Who’s going to come sixth? (or eighth?)

When the votes are counted in next month’s election it’s very likely that Ukip will gain a lot more votes than the Liberal Democrats. Yet Ukip will be lucky if they add to their current two seats, whereas the Lib Dems may well retain 25 or 30 of theirs. Our voting system produces bizarre outcomes such as this as well as acts as a powerful deterrent for new and challenger parties.
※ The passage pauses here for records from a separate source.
// MCP (Model Context Protocol) server for Raindrop.io
// Exposes bookmark and collection operations as tools over stdio

pub mod protocol;
pub mod sanitize;
pub mod server;
pub mod tools;

pub use server::{McpServer, ServerError};
pub use tools::build_registry;
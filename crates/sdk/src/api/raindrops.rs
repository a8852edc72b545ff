//! Raindrops (bookmarks) API endpoints.

use crate::client::RaindropClient;
use crate::error::RaindropResult;
use serde::{Deserialize, Deserializer, Serialize};
use serde_json::Value;

/// Largest page size the API serves.
pub const MAX_PER_PAGE: u32 = 50;

/// Raindrops API for managing bookmarks.
pub struct RaindropsApi<'a> {
    client: &'a RaindropClient,
}

impl<'a> RaindropsApi<'a> {
    pub(crate) fn new(client: &'a RaindropClient) -> Self {
        Self { client }
    }

    /// List bookmarks in a collection (`0` for all, `-1` unsorted, `-99` trash).
    pub async fn list(
        &self,
        collection_id: i64,
        query: &ListQuery,
    ) -> RaindropResult<ListResponse> {
        self.client
            .http
            .get_with_query(&format!("/raindrops/{}", collection_id), query.to_pairs())
            .await
    }

    /// Get a single bookmark.
    pub async fn get(&self, id: i64) -> RaindropResult<ItemResponse> {
        self.client.http.get(&format!("/raindrop/{}", id)).await
    }

    /// Create a bookmark.
    pub async fn create(&self, request: &CreateRaindropRequest) -> RaindropResult<ItemResponse> {
        self.client.http.post("/raindrop", request).await
    }

    /// Update a bookmark.
    pub async fn update(
        &self,
        id: i64,
        request: &UpdateRaindropRequest,
    ) -> RaindropResult<ItemResponse> {
        self.client
            .http
            .put(&format!("/raindrop/{}", id), request)
            .await
    }

    /// Delete a bookmark.
    ///
    /// Moves it to trash, or removes it permanently when it is already there.
    pub async fn delete(&self, id: i64) -> RaindropResult<DeleteResponse> {
        self.client.http.delete(&format!("/raindrop/{}", id)).await
    }
}

/// Query parameters for listing bookmarks.
#[derive(Debug, Clone, Default, PartialEq, Eq)]
pub struct ListQuery {
    pub search: Option<String>,
    pub page: Option<u64>,
    pub per_page: Option<u64>,
}

impl ListQuery {
    pub fn new() -> Self {
        Self::default()
    }

    pub fn search(mut self, search: impl Into<String>) -> Self {
        self.search = Some(search.into());
        self
    }

    pub fn page(mut self, page: u64) -> Self {
        self.page = Some(page);
        self
    }

    /// Page size, clamped to [`MAX_PER_PAGE`].
    pub fn per_page(mut self, per_page: u64) -> Self {
        self.per_page = Some(per_page.min(u64::from(MAX_PER_PAGE)));
        self
    }

    /// Query pairs in wire form; absent fields produce no pair.
    pub fn to_pairs(&self) -> Vec<(String, String)> {
        let mut pairs = Vec::new();
        if let Some(ref search) = self.search {
            pairs.push(("search".to_string(), search.clone()));
        }
        if let Some(page) = self.page {
            pairs.push(("page".to_string(), page.to_string()));
        }
        if let Some(per_page) = self.per_page {
            pairs.push(("perpage".to_string(), per_page.to_string()));
        }
        pairs
    }
}

/// Reference to a collection inside a bookmark body.
#[derive(Debug, Clone, Copy, PartialEq, Eq, Serialize, Deserialize)]
pub struct CollectionRef {
    #[serde(rename = "$id")]
    pub id: i64,
}

impl From<i64> for CollectionRef {
    fn from(id: i64) -> Self {
        Self { id }
    }
}

/// Asks the API to fetch the page and fill in missing metadata.
#[derive(Debug, Clone, Default, PartialEq, Eq, Serialize, Deserialize)]
pub struct PleaseParse {}

/// Request to create a bookmark.
#[derive(Debug, Clone, PartialEq, Serialize, Deserialize)]
pub struct CreateRaindropRequest {
    pub link: String,
    #[serde(skip_serializing_if = "Option::is_none")]
    pub title: Option<String>,
    #[serde(skip_serializing_if = "Option::is_none")]
    pub excerpt: Option<String>,
    #[serde(skip_serializing_if = "Option::is_none")]
    pub tags: Option<Vec<String>>,
    #[serde(skip_serializing_if = "Option::is_none")]
    pub important: Option<bool>,
    #[serde(skip_serializing_if = "Option::is_none")]
    pub collection: Option<CollectionRef>,
    #[serde(rename = "pleaseParse", default)]
    pub please_parse: PleaseParse,
}

impl CreateRaindropRequest {
    pub fn new(link: impl Into<String>) -> Self {
        Self {
            link: link.into(),
            title: None,
            excerpt: None,
            tags: None,
            important: None,
            collection: None,
            please_parse: PleaseParse::default(),
        }
    }
}

/// Request to update a bookmark. Only present fields are changed.
#[derive(Debug, Clone, Default, PartialEq, Serialize, Deserialize)]
pub struct UpdateRaindropRequest {
    #[serde(skip_serializing_if = "Option::is_none")]
    pub link: Option<String>,
    #[serde(skip_serializing_if = "Option::is_none")]
    pub title: Option<String>,
    #[serde(skip_serializing_if = "Option::is_none")]
    pub excerpt: Option<String>,
    #[serde(skip_serializing_if = "Option::is_none")]
    pub tags: Option<Vec<String>>,
    #[serde(skip_serializing_if = "Option::is_none")]
    pub important: Option<bool>,
    #[serde(skip_serializing_if = "Option::is_none")]
    pub collection: Option<CollectionRef>,
}

/// `{items, count}` envelope returned by list endpoints.
#[derive(Debug, Clone, Default, Serialize, Deserialize)]
pub struct ListResponse {
    #[serde(default, deserialize_with = "null_as_default")]
    pub count: u64,
    #[serde(default, deserialize_with = "null_as_default")]
    pub items: Vec<Value>,
}

/// Explicit `null` reads as the field's default, same as a missing key.
fn null_as_default<'de, D, T>(deserializer: D) -> Result<T, D::Error>
where
    D: Deserializer<'de>,
    T: Default + Deserialize<'de>,
{
    Ok(Option::<T>::deserialize(deserializer)?.unwrap_or_default())
}

/// `{item}` envelope returned by single-entity endpoints.
#[derive(Debug, Clone, Default, Serialize, Deserialize)]
pub struct ItemResponse {
    #[serde(default)]
    pub item: Value,
}

/// `{result}` envelope returned by delete endpoints.
#[derive(Debug, Clone, Default, Serialize, Deserialize)]
pub struct DeleteResponse {
    #[serde(default)]
    pub result: Option<bool>,
}
//! # Raindrop SDK
//!
//! Rust client for the [Raindrop.io](https://raindrop.io) bookmark REST API.
//!
//! ## Quick Start
//!
//! ```rust,no_run
//! use raindrop_sdk::{api::ListQuery, collections, RaindropClient, RaindropResult};
//!
//! #[tokio::main]
//! async fn main() -> RaindropResult<()> {
//!     // Build client
//!     let client = RaindropClient::builder()
//!         .access_token("your-access-token")
//!         .build()?;
//!
//!     // First page of unsorted bookmarks
//!     let page = client
//!         .raindrops()
//!         .list(collections::UNSORTED, &ListQuery::new().per_page(25))
//!         .await?;
//!     println!("{} bookmarks", page.count);
//!
//!     Ok(())
//! }
//! ```
//!
//! Every request carries `Authorization: Bearer <token>` and
//! `Content-Type: application/json`. Non-success statuses surface as
//! [`RaindropError::Api`]; nothing is retried.

pub mod api;
pub mod client;
pub mod config;
pub mod error;
pub mod transport;

// Re-export main client
pub use client::{RaindropClient, RaindropClientBuilder};
pub use config::{ClientConfig, ACCESS_TOKEN_ENV, BASE_URL_ENV, DEFAULT_BASE_URL};
pub use error::{RaindropError, RaindropResult};

// Collection sentinels live with the collections API
pub use api::collections;
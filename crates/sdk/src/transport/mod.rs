//! Transport layer for the Raindrop SDK.

pub mod http;

pub use http::{HttpTransport, RequestOptions};
//! Error types for the Raindrop SDK.

/// Result type for SDK operations.
pub type RaindropResult<T> = Result<T, RaindropError>;

/// Error types that can occur when talking to the Raindrop API.
#[derive(Debug, thiserror::Error)]
pub enum RaindropError {
    /// HTTP request failed before a response was received.
    #[error("HTTP error: {0}")]
    Http(#[from] reqwest::Error),

    /// API answered with a non-success status.
    #[error("Raindrop API error: {status} {status_text}")]
    Api { status: u16, status_text: String },

    /// Invalid configuration.
    #[error("Configuration error: {0}")]
    Config(String),

    /// The access token was not provided.
    #[error("RAINDROP_ACCESS_TOKEN is not set")]
    MissingToken,

    /// Serialization/deserialization error.
    #[error("JSON error: {0}")]
    Json(#[from] serde_json::Error),

    /// URL parsing error.
    #[error("Invalid URL: {0}")]
    InvalidUrl(#[from] url::ParseError),
}

impl RaindropError {
    /// Create an API error from a response status.
    pub fn from_status(status: reqwest::StatusCode) -> Self {
        Self::Api {
            status: status.as_u16(),
            status_text: status.canonical_reason().unwrap_or_default().to_string(),
        }
    }

    /// HTTP status carried by an API error.
    pub fn status(&self) -> Option<u16> {
        match self {
            Self::Api { status, .. } => Some(*status),
            Self::Http(e) => e.status().map(|s| s.as_u16()),
            _ => None,
        }
    }

    /// Whether the remote reported the resource as missing.
    pub fn is_not_found(&self) -> bool {
        self.status() == Some(404)
    }
}
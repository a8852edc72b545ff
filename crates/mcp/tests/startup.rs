use std::process::{Command, Stdio};

#[test]
fn test_missing_token_exits_with_code_one() {
    let output = Command::new(env!("CARGO_BIN_EXE_raindrop-mcp"))
        .env_remove("RAINDROP_ACCESS_TOKEN")
        .env_remove("RAINDROP_API_BASE_URL")
        .env("RUST_LOG", "error")
        .stdin(Stdio::null())
        .output()
        .unwrap();

    assert_eq!(output.status.code(), Some(1));
    assert!(output.stdout.is_empty(), "stdout must carry protocol frames only");

    let stderr = String::from_utf8_lossy(&output.stderr);
    assert!(stderr.contains("RAINDROP_ACCESS_TOKEN"), "{}", stderr);
}

#[test]
fn test_closed_stdin_exits_cleanly() {
    let output = Command::new(env!("CARGO_BIN_EXE_raindrop-mcp"))
        .env("RAINDROP_ACCESS_TOKEN", "test-token")
        .env("RAINDROP_API_BASE_URL", "http://127.0.0.1:9")
        .stdin(Stdio::null())
        .output()
        .unwrap();

    assert_eq!(output.status.code(), Some(0));
    assert!(output.stdout.is_empty());
}
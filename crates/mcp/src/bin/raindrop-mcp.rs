// Standalone MCP server binary

use anyhow::{Context, Result};
use raindrop_mcp::server::McpServer;
use raindrop_mcp::tools::registry_from_lookup;
use std::process::ExitCode;

fn main() -> ExitCode {
    // Logs go to stderr; stdout carries protocol frames only
    tracing_subscriber::fmt()
        .with_env_filter(
            tracing_subscriber::EnvFilter::try_from_default_env()
                .unwrap_or_else(|_| "raindrop_mcp=info,raindrop_sdk=info".into()),
        )
        .with_writer(std::io::stderr)
        .with_ansi(false)
        .with_target(false)
        .init();

    let runtime = match tokio::runtime::Builder::new_multi_thread().enable_all().build() {
        Ok(runtime) => runtime,
        Err(e) => {
            tracing::error!("Failed to start runtime: {}", e);
            return ExitCode::FAILURE;
        }
    };

    let outcome = runtime.block_on(run());

    // A pending stdin read must not hold the process open
    runtime.shutdown_background();

    match outcome {
        Ok(()) => ExitCode::SUCCESS,
        Err(e) => {
            tracing::error!("{:#}", e);
            ExitCode::FAILURE
        }
    }
}

async fn run() -> Result<()> {
    let registry = registry_from_lookup(|key| std::env::var(key).ok())?;
    tracing::info!("Registered {} tools", registry.len());

    let server = McpServer::new(registry);
    tracing::info!("Raindrop MCP server running on stdio");

    tokio::select! {
        result = server.serve_stdio() => {
            result.context("MCP transport failed")?;
        }
        signal = tokio::signal::ctrl_c() => {
            signal.context("Failed to listen for shutdown signal")?;
            tracing::info!("Shutdown signal received");
        }
    }

    tracing::info!("Raindrop MCP server stopped");
    Ok(())
}
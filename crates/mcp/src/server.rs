// MCP server: newline-delimited JSON-RPC over stdio

use crate::protocol::{
    CallToolParams, InitializeParams, InitializeResult, JsonRpcError, JsonRpcRequest,
    JsonRpcResponse, ListToolsResult, ServerCapabilities, ServerInfo, ToolsCapability,
    DEFAULT_PROTOCOL_VERSION,
};
use crate::tools::ToolRegistry;
use futures_util::{SinkExt, StreamExt};
use serde_json::Value;
use std::sync::Arc;
use tokio::io::{AsyncRead, AsyncWrite};
use tokio_util::codec::{AnyDelimiterCodec, AnyDelimiterCodecError, FramedRead, FramedWrite};
use tracing::{debug, info};

pub const SERVER_NAME: &str = "raindrop-mcp";

/// Errors that stop the transport loop.
#[derive(Debug, thiserror::Error)]
pub enum ServerError {
    #[error("I/O error: {0}")]
    Io(#[from] std::io::Error),

    #[error("Frame error: {0}")]
    Codec(#[from] AnyDelimiterCodecError),

    #[error("JSON error: {0}")]
    Json(#[from] serde_json::Error),
}

pub struct McpServer {
    registry: Arc<ToolRegistry>,
}

impl McpServer {
    pub fn new(registry: ToolRegistry) -> Self {
        Self {
            registry: Arc::new(registry),
        }
    }

    pub fn registry(&self) -> &ToolRegistry {
        &self.registry
    }

    /// Serve on the process's stdin/stdout until stdin closes.
    pub async fn serve_stdio(&self) -> Result<(), ServerError> {
        self.serve(tokio::io::stdin(), tokio::io::stdout()).await
    }

    /// Serve one JSON message per line from `reader`, answering on `writer`.
    pub async fn serve<R, W>(&self, reader: R, writer: W) -> Result<(), ServerError>
    where
        R: AsyncRead + Unpin,
        W: AsyncWrite + Unpin,
    {
        // Frames stay raw bytes so invalid UTF-8 is answered, not fatal
        let mut frames = FramedRead::new(reader, line_codec());
        let mut sink = FramedWrite::new(writer, line_codec());

        while let Some(frame) = frames.next().await {
            let frame = frame?;
            if frame.iter().all(u8::is_ascii_whitespace) {
                continue;
            }

            if let Some(response) = self.handle_frame(&frame).await {
                sink.send(serde_json::to_string(&response)?).await?;
            }
        }

        info!("Input closed, MCP server stopping");
        Ok(())
    }

    /// Handle one line of text. Returns the reply, if any.
    pub async fn handle_line(&self, line: &str) -> Option<Value> {
        self.handle_frame(line.as_bytes()).await
    }

    /// Handle one raw frame. Returns the reply, if any.
    pub async fn handle_frame(&self, frame: &[u8]) -> Option<Value> {
        let message: Value = match serde_json::from_slice(frame) {
            Ok(message) => message,
            Err(e) => {
                debug!(error = %e, "Unparseable frame");
                return to_value(JsonRpcResponse::error(
                    Value::Null,
                    JsonRpcError::parse_error(),
                ));
            }
        };

        match message {
            Value::Array(batch) if batch.is_empty() => to_value(JsonRpcResponse::error(
                Value::Null,
                JsonRpcError::invalid_request(),
            )),
            Value::Array(batch) => {
                let mut replies = Vec::new();
                for message in batch {
                    if let Some(reply) = self.handle_message(message).await {
                        replies.push(reply);
                    }
                }
                (!replies.is_empty()).then_some(Value::Array(replies))
            }
            message => self.handle_message(message).await,
        }
    }

    async fn handle_message(&self, message: Value) -> Option<Value> {
        // Replies from the host to server-initiated requests; none are sent.
        if message.get("method").is_none()
            && (message.get("result").is_some() || message.get("error").is_some())
        {
            return None;
        }

        let id = message.get("id").cloned().unwrap_or(Value::Null);
        match serde_json::from_value::<JsonRpcRequest>(message) {
            Ok(request) => self.handle_request(request).await.and_then(to_value),
            Err(_) => to_value(JsonRpcResponse::error(id, JsonRpcError::invalid_request())),
        }
    }

    /// Dispatch a request. Notifications produce no response.
    pub async fn handle_request(&self, request: JsonRpcRequest) -> Option<JsonRpcResponse> {
        let Some(id) = request.id else {
            debug!(method = %request.method, "Notification received");
            return None;
        };

        debug!(method = %request.method, "Request received");
        let outcome = match request.method.as_str() {
            "initialize" => self.initialize(request.params),
            "ping" => Ok(Value::Object(Default::default())),
            "tools/list" => self.list_tools(),
            "tools/call" => self.call_tool(request.params).await,
            other => Err(JsonRpcError::method_not_found(other)),
        };

        Some(match outcome {
            Ok(result) => JsonRpcResponse::success(id, result),
            Err(error) => JsonRpcResponse::error(id, error),
        })
    }

    fn initialize(&self, params: Option<Value>) -> Result<Value, JsonRpcError> {
        let params: Option<InitializeParams> =
            params.and_then(|p| serde_json::from_value(p).ok());

        if let Some(client) = params.as_ref().and_then(|p| p.client_info.as_ref()) {
            info!(client = %client.name, version = %client.version, "Client connected");
        }

        let result = InitializeResult {
            protocol_version: params
                .map(|p| p.protocol_version)
                .unwrap_or_else(|| DEFAULT_PROTOCOL_VERSION.to_string()),
            capabilities: ServerCapabilities {
                tools: Some(ToolsCapability {
                    list_changed: false,
                }),
            },
            server_info: ServerInfo {
                name: SERVER_NAME.to_string(),
                version: env!("CARGO_PKG_VERSION").to_string(),
            },
        };
        serde_json::to_value(result).map_err(|e| JsonRpcError::internal_error(e.to_string()))
    }

    fn list_tools(&self) -> Result<Value, JsonRpcError> {
        let result = ListToolsResult {
            tools: self.registry.list_schemas(),
        };
        serde_json::to_value(result).map_err(|e| JsonRpcError::internal_error(e.to_string()))
    }

    async fn call_tool(&self, params: Option<Value>) -> Result<Value, JsonRpcError> {
        let params: CallToolParams = params
            .ok_or_else(|| JsonRpcError::invalid_params("Missing params for tools/call"))
            .and_then(|p| {
                serde_json::from_value(p)
                    .map_err(|e| JsonRpcError::invalid_params(format!("Invalid tools/call params: {}", e)))
            })?;

        let result = self.registry.call(&params.name, params.arguments).await?;
        serde_json::to_value(result).map_err(|e| JsonRpcError::internal_error(e.to_string()))
    }
}

fn line_codec() -> AnyDelimiterCodec {
    AnyDelimiterCodec::new(b"\n".to_vec(), b"\n".to_vec())
}

fn to_value(response: JsonRpcResponse) -> Option<Value> {
    serde_json::to_value(response).ok()
}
This of course all suits the established, conservative parties. It keeps unwanted and embarrassing issues well off the agenda. We can watch politicians squabbling over how much to cut or how far the deficit should be reduced to our hearts’ content. But we’re not exposed to discussion about why cuts or deficit reductions are required in the first place. It also usefully benefits the old parties by handing them a powerful ‘wasted vote’ weapon with which to discipline voters into sticking with familiar territory.


But the system is under threat. Its constraints creak as a changing kaleidoscope of micro-parties vie for consideration. Indeed, two micro-parties – Ukip and the Greens – are now poised to follow SNP and Plaid and be transformed into ‘mainstream’ parties. Which then makes the really interesting question which party will come eighth in Great Britain (Northern Ireland has had a fragmented party system for decades.)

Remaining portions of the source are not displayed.